[Collected data]
:::::
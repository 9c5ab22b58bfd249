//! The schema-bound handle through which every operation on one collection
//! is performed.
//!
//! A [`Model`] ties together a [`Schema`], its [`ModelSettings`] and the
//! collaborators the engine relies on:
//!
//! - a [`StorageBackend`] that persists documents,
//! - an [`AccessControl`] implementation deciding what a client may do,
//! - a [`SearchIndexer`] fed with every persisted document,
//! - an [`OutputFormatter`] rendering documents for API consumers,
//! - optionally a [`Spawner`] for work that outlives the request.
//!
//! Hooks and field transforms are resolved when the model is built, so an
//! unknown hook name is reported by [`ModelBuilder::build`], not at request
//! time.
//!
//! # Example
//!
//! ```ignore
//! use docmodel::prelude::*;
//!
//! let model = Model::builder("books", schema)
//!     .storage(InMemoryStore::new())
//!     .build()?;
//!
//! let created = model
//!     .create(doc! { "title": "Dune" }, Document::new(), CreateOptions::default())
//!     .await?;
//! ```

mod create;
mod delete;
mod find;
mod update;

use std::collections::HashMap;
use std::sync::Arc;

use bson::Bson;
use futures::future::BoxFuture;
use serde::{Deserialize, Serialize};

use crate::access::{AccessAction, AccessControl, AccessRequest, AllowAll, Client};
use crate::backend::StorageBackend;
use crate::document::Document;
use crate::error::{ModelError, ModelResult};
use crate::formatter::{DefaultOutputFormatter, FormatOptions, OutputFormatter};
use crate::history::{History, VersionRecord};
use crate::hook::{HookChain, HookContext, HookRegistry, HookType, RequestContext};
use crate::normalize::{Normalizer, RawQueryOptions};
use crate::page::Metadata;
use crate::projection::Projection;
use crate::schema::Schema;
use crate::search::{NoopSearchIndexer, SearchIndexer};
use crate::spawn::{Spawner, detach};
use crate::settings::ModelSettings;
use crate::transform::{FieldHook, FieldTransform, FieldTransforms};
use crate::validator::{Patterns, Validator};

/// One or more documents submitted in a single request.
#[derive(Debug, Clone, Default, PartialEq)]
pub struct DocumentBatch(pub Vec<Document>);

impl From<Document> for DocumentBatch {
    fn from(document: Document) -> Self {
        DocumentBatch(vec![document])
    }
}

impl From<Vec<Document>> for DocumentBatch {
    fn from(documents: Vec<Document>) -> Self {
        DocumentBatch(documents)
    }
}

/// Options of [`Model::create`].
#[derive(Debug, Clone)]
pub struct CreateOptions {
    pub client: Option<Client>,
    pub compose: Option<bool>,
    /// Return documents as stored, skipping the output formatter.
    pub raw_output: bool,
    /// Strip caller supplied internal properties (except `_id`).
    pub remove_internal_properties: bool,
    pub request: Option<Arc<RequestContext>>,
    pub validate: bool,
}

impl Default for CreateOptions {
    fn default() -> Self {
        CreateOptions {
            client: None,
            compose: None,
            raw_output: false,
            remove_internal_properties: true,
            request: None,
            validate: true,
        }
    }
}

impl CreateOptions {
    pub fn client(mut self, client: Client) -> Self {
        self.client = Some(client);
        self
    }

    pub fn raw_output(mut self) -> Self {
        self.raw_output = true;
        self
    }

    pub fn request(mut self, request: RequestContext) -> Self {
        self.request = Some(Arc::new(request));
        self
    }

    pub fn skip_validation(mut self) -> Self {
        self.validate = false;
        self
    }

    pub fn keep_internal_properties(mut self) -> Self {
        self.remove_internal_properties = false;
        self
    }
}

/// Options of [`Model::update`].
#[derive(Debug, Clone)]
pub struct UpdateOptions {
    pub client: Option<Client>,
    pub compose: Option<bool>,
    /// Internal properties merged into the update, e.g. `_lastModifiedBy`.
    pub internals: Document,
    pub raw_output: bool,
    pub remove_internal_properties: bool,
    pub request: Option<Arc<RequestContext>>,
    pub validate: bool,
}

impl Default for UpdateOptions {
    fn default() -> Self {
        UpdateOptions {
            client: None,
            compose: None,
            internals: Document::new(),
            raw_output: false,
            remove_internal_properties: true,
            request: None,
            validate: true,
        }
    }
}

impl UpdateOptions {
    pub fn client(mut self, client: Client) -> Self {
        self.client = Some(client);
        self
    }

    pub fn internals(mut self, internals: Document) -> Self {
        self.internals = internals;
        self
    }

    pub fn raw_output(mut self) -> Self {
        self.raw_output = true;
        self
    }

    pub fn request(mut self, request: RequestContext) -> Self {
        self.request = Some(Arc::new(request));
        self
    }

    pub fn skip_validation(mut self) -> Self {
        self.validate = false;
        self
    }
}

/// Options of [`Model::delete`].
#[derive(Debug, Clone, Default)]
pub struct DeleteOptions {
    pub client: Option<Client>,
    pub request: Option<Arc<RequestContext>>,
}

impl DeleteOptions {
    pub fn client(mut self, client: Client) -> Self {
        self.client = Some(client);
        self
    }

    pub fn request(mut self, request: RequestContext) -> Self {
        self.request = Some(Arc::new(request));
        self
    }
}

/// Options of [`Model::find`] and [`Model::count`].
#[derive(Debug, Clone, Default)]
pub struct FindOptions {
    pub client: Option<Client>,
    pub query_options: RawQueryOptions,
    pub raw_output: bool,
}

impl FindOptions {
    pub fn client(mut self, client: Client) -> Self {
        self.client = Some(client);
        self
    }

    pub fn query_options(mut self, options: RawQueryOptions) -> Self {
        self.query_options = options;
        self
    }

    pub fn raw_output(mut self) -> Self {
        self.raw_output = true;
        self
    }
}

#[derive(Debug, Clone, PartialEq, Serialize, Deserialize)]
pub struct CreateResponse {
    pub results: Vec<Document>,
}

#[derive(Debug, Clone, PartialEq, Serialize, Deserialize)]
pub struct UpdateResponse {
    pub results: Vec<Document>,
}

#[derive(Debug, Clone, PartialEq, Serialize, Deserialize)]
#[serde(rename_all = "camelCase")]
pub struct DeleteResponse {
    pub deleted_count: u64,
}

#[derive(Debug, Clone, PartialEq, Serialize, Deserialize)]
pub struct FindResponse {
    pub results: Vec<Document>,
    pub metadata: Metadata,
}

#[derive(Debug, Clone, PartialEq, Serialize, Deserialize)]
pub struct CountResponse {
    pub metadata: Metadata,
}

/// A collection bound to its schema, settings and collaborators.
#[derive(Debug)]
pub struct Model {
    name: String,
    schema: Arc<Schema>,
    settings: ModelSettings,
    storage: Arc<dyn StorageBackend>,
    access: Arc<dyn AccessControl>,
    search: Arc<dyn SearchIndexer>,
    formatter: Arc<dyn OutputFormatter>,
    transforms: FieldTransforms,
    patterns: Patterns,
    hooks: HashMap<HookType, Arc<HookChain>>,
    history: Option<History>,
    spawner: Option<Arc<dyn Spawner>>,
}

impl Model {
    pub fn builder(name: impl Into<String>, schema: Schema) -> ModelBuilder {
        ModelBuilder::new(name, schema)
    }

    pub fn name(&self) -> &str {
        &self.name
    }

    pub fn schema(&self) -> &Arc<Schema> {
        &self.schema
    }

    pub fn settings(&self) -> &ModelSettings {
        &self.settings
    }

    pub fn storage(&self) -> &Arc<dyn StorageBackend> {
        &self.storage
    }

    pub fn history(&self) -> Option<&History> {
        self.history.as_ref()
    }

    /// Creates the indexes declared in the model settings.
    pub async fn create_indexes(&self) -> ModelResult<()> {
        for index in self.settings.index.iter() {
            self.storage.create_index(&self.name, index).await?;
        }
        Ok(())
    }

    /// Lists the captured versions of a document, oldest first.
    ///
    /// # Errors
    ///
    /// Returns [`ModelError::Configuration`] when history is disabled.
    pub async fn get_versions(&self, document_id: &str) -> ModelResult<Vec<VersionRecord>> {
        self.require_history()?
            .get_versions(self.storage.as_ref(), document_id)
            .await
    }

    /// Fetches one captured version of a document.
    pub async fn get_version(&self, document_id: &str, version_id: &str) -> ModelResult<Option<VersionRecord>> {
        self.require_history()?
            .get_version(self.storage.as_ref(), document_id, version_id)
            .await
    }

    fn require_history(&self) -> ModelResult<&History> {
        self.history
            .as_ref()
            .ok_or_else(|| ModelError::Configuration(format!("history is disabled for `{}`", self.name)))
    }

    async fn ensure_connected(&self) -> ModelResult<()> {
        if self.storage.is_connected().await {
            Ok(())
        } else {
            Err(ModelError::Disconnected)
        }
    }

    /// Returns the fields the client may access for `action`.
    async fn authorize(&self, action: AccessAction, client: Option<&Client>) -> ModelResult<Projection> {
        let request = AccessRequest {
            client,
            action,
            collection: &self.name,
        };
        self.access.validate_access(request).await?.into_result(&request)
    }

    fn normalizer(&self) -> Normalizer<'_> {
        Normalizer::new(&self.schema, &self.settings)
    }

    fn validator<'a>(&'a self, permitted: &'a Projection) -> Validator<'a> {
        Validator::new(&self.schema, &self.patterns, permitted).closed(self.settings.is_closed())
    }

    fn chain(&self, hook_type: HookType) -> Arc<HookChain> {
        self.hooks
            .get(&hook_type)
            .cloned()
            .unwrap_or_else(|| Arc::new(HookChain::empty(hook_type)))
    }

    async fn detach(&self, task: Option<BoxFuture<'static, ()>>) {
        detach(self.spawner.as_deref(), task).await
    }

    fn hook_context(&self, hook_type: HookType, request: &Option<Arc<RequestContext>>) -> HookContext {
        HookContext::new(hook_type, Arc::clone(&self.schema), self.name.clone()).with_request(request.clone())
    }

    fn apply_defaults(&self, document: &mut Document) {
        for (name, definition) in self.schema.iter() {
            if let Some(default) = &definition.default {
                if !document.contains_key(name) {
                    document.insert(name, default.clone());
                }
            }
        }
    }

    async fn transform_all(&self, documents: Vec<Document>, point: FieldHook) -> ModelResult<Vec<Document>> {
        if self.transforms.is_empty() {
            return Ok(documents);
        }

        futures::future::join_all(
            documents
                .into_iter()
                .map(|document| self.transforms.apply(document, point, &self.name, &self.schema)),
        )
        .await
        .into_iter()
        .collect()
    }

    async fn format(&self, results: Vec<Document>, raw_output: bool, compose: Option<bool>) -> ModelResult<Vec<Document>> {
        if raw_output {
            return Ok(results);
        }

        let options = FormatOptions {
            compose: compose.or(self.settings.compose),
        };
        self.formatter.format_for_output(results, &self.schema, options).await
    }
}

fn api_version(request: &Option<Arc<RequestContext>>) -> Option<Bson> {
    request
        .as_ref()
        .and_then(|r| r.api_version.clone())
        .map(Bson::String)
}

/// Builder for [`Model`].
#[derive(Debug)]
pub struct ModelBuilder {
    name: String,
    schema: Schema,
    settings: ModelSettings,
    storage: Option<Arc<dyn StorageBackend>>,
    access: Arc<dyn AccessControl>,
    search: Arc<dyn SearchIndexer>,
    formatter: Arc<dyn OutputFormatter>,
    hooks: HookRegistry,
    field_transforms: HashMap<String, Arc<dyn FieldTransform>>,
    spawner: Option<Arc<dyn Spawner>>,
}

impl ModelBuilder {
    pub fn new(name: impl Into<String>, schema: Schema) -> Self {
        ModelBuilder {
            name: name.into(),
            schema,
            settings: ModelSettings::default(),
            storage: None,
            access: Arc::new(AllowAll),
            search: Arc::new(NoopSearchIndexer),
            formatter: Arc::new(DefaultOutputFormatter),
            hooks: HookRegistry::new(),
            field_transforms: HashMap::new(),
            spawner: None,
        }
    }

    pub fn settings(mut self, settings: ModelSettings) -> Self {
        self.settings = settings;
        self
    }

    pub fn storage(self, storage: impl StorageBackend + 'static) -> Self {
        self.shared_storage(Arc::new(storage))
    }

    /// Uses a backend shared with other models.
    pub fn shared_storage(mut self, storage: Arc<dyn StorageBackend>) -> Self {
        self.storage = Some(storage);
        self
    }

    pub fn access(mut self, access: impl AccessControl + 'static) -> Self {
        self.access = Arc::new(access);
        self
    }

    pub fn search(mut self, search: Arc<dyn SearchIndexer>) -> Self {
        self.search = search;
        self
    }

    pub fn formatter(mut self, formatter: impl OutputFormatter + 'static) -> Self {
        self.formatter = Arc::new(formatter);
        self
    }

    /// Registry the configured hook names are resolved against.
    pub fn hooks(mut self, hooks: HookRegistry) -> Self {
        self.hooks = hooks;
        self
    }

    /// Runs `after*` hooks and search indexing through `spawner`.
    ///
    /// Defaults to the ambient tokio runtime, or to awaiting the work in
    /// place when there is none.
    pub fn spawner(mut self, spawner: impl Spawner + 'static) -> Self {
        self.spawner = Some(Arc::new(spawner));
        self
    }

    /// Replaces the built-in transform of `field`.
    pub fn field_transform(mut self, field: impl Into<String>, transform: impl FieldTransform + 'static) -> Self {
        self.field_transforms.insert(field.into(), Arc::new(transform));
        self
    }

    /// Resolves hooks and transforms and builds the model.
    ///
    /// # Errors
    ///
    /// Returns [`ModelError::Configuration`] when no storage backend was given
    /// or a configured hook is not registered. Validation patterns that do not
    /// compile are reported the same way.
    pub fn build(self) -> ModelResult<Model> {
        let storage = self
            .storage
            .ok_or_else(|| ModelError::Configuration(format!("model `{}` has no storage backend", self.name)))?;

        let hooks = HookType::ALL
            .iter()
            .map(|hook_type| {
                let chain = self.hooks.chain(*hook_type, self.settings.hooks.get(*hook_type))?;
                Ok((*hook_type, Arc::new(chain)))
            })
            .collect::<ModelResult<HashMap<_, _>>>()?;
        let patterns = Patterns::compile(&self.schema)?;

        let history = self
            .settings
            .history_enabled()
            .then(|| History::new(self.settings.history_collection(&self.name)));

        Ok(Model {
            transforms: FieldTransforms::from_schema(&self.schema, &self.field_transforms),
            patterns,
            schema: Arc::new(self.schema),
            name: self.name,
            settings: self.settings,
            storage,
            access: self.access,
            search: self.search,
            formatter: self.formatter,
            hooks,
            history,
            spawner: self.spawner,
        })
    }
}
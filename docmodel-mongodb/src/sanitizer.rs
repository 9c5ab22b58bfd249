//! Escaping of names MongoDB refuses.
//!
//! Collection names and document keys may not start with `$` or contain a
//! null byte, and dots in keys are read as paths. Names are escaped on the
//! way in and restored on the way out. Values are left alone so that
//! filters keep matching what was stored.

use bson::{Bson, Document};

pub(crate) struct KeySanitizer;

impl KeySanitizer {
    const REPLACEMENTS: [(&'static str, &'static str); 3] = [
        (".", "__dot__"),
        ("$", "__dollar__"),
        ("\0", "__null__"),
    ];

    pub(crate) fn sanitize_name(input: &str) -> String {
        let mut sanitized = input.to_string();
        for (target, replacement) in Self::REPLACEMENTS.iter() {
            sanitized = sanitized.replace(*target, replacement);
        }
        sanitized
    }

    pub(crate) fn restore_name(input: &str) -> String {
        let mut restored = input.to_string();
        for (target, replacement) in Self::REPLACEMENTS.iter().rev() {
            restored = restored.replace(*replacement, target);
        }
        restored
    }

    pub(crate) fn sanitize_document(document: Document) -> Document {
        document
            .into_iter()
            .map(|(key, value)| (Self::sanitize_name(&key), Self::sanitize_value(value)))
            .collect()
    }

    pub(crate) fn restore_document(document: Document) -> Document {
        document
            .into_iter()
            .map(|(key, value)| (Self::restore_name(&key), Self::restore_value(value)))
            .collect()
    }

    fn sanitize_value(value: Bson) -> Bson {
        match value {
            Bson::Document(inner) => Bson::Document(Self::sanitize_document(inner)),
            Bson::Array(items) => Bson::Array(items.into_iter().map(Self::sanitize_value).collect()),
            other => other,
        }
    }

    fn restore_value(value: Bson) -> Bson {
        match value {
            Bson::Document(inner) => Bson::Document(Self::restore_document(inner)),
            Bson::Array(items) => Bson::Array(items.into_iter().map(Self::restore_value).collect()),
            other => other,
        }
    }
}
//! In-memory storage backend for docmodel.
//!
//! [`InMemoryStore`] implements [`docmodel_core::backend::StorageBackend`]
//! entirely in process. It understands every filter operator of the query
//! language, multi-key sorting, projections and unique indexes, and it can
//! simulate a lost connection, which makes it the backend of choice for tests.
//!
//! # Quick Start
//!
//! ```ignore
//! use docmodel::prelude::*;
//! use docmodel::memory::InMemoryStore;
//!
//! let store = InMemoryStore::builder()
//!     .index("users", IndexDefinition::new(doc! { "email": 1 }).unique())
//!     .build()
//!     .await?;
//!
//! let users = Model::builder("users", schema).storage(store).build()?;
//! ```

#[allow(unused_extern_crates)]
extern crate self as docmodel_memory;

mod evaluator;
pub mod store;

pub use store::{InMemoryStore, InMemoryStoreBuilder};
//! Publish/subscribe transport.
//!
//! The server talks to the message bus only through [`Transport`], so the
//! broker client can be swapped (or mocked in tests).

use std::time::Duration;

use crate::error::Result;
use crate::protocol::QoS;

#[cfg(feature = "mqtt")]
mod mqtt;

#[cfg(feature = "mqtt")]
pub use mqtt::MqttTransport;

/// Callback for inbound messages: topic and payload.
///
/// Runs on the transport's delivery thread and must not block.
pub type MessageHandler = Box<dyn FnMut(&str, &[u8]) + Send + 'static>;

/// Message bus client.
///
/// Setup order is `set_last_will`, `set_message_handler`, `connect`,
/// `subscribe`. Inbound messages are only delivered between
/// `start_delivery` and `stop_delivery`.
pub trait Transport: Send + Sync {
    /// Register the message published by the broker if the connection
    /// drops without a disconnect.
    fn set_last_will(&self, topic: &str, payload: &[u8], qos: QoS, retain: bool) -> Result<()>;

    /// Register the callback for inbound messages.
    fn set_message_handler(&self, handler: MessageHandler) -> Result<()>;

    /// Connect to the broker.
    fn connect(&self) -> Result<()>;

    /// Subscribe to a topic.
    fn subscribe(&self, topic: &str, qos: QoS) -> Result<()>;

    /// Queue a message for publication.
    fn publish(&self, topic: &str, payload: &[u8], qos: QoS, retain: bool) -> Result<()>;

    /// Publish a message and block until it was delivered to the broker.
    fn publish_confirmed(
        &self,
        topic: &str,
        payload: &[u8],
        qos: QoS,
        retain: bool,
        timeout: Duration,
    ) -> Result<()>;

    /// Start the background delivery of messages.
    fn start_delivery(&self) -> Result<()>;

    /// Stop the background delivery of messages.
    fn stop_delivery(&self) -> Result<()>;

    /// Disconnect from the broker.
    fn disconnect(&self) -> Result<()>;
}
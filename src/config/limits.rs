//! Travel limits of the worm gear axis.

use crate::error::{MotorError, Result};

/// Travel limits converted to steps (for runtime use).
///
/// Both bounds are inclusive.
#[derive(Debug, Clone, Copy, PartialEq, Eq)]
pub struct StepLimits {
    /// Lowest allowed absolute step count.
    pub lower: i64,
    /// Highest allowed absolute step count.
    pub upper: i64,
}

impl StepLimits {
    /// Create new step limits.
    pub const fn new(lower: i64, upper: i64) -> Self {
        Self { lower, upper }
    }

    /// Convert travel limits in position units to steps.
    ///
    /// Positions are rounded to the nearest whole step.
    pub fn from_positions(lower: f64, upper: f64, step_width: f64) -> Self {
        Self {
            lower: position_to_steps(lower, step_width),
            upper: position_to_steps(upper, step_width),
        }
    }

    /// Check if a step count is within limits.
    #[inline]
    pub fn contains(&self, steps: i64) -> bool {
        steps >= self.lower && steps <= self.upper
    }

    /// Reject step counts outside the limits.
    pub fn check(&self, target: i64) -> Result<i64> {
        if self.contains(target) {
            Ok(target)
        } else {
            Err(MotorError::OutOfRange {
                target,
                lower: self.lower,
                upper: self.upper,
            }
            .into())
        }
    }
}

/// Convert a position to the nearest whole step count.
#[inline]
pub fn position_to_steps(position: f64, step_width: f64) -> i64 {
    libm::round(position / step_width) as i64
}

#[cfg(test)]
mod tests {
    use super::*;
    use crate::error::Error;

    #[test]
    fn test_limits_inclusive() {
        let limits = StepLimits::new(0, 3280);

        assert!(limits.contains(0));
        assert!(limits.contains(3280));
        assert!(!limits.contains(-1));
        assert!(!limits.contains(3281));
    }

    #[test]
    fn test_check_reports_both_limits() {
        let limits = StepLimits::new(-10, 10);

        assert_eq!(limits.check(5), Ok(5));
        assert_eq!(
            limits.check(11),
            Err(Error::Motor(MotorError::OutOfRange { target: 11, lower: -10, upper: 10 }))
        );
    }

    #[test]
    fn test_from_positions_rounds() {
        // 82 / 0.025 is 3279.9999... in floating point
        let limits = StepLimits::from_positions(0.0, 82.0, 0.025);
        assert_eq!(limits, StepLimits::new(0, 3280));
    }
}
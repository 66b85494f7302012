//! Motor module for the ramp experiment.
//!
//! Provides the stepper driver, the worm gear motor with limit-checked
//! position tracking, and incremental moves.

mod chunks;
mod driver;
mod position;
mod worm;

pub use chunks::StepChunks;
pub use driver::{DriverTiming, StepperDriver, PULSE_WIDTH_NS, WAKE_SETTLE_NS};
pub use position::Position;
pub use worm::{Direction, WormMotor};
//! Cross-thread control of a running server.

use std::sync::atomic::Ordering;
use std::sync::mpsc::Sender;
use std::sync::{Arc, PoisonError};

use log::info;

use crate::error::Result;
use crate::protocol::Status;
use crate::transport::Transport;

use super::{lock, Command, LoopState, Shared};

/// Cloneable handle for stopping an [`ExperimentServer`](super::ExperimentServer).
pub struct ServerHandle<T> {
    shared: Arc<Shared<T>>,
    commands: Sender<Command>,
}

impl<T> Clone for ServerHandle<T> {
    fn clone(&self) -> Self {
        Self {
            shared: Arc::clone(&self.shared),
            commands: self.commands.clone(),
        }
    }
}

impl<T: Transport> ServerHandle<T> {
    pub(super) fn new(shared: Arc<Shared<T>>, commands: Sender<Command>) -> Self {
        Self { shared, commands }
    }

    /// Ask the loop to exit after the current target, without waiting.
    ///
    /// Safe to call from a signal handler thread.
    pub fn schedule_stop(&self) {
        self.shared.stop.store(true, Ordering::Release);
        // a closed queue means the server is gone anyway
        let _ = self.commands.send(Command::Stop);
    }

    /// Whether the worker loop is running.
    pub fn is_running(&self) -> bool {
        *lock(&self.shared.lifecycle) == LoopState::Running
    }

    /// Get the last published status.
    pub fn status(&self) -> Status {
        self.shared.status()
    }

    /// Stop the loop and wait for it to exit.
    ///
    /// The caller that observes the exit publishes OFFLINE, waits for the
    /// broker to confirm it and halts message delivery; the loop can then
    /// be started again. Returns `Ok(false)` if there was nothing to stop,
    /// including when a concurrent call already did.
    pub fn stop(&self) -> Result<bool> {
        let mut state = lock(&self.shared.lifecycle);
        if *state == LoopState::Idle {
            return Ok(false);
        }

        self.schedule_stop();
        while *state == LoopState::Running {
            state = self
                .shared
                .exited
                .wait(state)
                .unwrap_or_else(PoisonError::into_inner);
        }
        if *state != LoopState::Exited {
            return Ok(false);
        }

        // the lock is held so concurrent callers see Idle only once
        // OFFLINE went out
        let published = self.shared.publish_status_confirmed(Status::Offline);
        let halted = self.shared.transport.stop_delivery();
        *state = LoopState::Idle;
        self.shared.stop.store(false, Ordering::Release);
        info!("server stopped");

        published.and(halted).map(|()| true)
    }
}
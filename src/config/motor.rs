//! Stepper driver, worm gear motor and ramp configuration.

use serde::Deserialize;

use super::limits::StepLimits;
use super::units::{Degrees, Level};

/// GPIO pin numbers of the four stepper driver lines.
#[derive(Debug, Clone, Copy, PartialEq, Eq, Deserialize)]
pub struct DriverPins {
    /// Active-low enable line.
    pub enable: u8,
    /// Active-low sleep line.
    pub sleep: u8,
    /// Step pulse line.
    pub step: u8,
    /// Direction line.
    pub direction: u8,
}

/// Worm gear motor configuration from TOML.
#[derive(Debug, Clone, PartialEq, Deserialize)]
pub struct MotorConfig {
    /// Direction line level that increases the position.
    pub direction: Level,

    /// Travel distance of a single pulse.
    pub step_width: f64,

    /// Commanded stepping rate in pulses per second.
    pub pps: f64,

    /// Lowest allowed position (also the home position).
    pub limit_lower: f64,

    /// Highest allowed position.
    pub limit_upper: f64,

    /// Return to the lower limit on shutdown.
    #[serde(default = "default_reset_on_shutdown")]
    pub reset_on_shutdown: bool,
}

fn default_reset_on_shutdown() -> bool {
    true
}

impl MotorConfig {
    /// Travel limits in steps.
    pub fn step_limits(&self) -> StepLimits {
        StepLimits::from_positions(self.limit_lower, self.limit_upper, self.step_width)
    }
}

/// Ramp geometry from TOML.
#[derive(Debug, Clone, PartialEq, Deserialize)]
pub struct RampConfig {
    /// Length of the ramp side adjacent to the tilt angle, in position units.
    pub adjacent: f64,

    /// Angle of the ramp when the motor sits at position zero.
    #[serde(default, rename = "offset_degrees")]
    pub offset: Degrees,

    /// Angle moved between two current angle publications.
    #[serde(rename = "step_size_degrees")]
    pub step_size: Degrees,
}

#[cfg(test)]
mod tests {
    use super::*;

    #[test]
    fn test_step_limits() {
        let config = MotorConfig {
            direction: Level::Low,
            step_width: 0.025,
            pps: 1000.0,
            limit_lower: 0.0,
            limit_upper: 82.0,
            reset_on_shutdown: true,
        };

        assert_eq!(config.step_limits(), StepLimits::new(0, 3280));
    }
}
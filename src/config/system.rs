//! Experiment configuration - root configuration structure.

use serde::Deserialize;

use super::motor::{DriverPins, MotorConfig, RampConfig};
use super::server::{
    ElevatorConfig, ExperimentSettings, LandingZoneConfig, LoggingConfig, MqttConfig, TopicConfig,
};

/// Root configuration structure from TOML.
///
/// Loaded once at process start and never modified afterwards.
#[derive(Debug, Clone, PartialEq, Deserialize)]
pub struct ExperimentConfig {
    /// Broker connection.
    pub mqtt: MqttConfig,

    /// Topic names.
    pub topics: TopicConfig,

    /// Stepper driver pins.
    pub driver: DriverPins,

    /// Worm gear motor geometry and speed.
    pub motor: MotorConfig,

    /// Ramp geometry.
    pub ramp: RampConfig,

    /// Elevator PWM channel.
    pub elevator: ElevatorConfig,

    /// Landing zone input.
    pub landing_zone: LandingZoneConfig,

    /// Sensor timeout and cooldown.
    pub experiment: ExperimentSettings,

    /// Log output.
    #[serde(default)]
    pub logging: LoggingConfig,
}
:::::
Out of the data above, transcribe exactly and only the lines starting with the line that has "let request = AccessRequest" and going on through the line that has "async fn detach(&self, task: Option<BoxFuture<'static, ()>>)", both included.

Task answer:
        let request = AccessRequest {
            client,
            action,
            collection: &self.name,
        };
        self.access.validate_access(request).await?.into_result(&request)
    }

    fn normalizer(&self) -> Normalizer<'_> {
        Normalizer::new(&self.schema, &self.settings)
    }

    fn validator<'a>(&'a self, permitted: &'a Projection) -> Validator<'a> {
        Validator::new(&self.schema, &self.patterns, permitted).closed(self.settings.is_closed())
    }

    fn chain(&self, hook_type: HookType) -> Arc<HookChain> {
        self.hooks
            .get(&hook_type)
            .cloned()
            .unwrap_or_else(|| Arc::new(HookChain::empty(hook_type)))
    }

    async fn detach(&self, task: Option<BoxFuture<'static, ()>>) {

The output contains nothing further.